I thought of Captain Wilks. He himself could have doctored my coffee—a bitter enough drink that I might not have tasted any addition. Or the publican could have, paid by my enemy to do so.

“Would I not have noticed someone emptying a vial into my port or coffee?” I asked testily.

“Not if you were distracted,” Denis said. “Arguing or debating, speaking to another while your glass remained behind you … It is a simple matter to slip a dose to a person without their knowledge.”

I did not like contemplating how he knew this. “Which puts me no closer to the truth.”

“On the contrary.” Denis looked over his notes. “How long do the effects of this distilled opium last?” he asked the surgeon.
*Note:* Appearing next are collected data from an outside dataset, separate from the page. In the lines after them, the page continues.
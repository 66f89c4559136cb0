//! Pipeline orchestrator: sequences one run through the state machine.
//!
//! Stage order is `Extracting -> Classifying -> Loading -> Committing`.
//! The watermark is read once at the start and committed exactly once,
//! after the loader has succeeded for the whole batch; any failure
//! aborts the run and leaves the previous watermark intact, so a rerun
//! safely reprocesses the same window.

use crate::error::PipelineResult;
use crate::input::{self, InputBatch};
use sl_core::{normalize_batch, partition, Config, RunReport, RunStage};
use sl_store::{
    beginning_of_time, AuditSink, LandingStore, Store, TargetStore, WatermarkStore,
};
use std::path::PathBuf;
use std::sync::Arc;

/// Drives the extract -> classify -> load -> commit contract against a
/// [`Store`] backend. Front-ends (CLI, scheduler) only ever call
/// [`PipelineRunner::run`].
pub struct PipelineRunner {
    store: Arc<dyn Store>,
    config: Config,
    root: PathBuf,
}

impl PipelineRunner {
    /// Create a runner for one pipeline identity
    pub fn new(store: Arc<dyn Store>, config: Config, root: impl Into<PathBuf>) -> Self {
        Self {
            store,
            config,
            root: root.into(),
        }
    }

    /// Execute one run.
    ///
    /// Never panics and never returns an error: failures are captured in
    /// the report (`status = Aborted`) so the caller always gets the full
    /// picture of how far the run got.
    pub async fn run(&self) -> RunReport {
        let mut report = RunReport::new(&self.config.name);
        log::info!(
            "Starting run {} for pipeline {} ({} store)",
            report.run_id,
            self.config.name,
            self.store.store_type()
        );

        if let Err(e) = self.execute(&mut report).await {
            report.abort(&e.to_string());
        }
        report
    }

    async fn execute(&self, report: &mut RunReport) -> PipelineResult<()> {
        report.enter(RunStage::Extracting);

        let input_path = self.config.input_path_absolute(&self.root);
        let batch = input::discover_input(&input_path)?;
        if batch.is_empty() {
            log::warn!(
                "No input for pipeline {}; run ends with no state change",
                self.config.name
            );
            report.complete_no_input();
            return Ok(());
        }

        let watermark_before = self.store.read_watermark(&self.config.name).await?;
        report.watermark_before = watermark_before;
        let watermark = watermark_before.unwrap_or_else(beginning_of_time);

        let normalized = normalize_batch(&batch.documents);
        report.counts.ingested = self.store.append_batch(&normalized).await?;

        let extracted = self.store.extract_since(watermark).await?;
        report.counts.extracted = extracted.len();

        // Commit candidate: the highest ingestion timestamp this run saw
        let high_water = extracted.iter().map(|r| r.ingested_at).max();

        report.enter(RunStage::Classifying);
        let (valid, invalid) = partition(extracted);
        report.counts.valid = valid.len();
        report.counts.invalid = invalid.len();

        // Rejects are routed unconditionally; they are an outcome, not an error
        self.store.record_rejects(&invalid).await?;

        report.enter(RunStage::Loading);
        report.counts.merged = self.store.merge_batch(&valid).await?;

        report.enter(RunStage::Committing);
        match high_water {
            Some(high_water) => {
                self.store
                    .commit_watermark(&self.config.name, high_water)
                    .await?;
                report.watermark_after = Some(high_water);
            }
            None => {
                log::info!(
                    "Zero rows extracted for pipeline {}; watermark unchanged",
                    self.config.name
                );
                report.watermark_after = watermark_before;
            }
        }

        self.archive(&batch)?;

        report.complete();
        log::info!(
            "Run {} completed: {} extracted, {} merged, {} rejected",
            report.run_id,
            report.counts.extracted,
            report.counts.merged,
            report.counts.invalid
        );
        Ok(())
    }

    /// Archive consumed input only after the commit, so an aborted run
    /// can be re-executed unchanged.
    fn archive(&self, batch: &InputBatch) -> PipelineResult<()> {
        let processed_dir = self.config.processed_path_absolute(&self.root);
        input::archive_batch(batch, &processed_dir)?;
        Ok(())
    }
}

#[cfg(test)]
#[path = "runner_test.rs"]
mod tests;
“Two or three hours if a small dose but it can also obscure memories from before the dose is taken. As it wears off, the patient sleeps, has nightmares, headaches, and wakes with numbness and very little interest in copulation. He remains slightly inebriated by it for as much as an entire day.”

He described my condition so exactly that I shivered.

Denis switched his focus to me. “Then the concoction could only have been given to you in a narrow window of time, by any person you met Monday evening. I suggest you look at each one very carefully. Also consider that the person who gave you the substance might not have known it would make you forget taking it. This was fortunate for them. But they might worry that one day, those memories will return.”

“Am I likely to regain the memories?” I asked the surgeon.

“Not very,” he answered without hesitation. “Events wiped away by substances such as these are usually gone forever.”

I didn’t like the despondency his answer gave me. The blank in my mind was unnerving, and he’d just told me I’d have to live with it the rest of my life.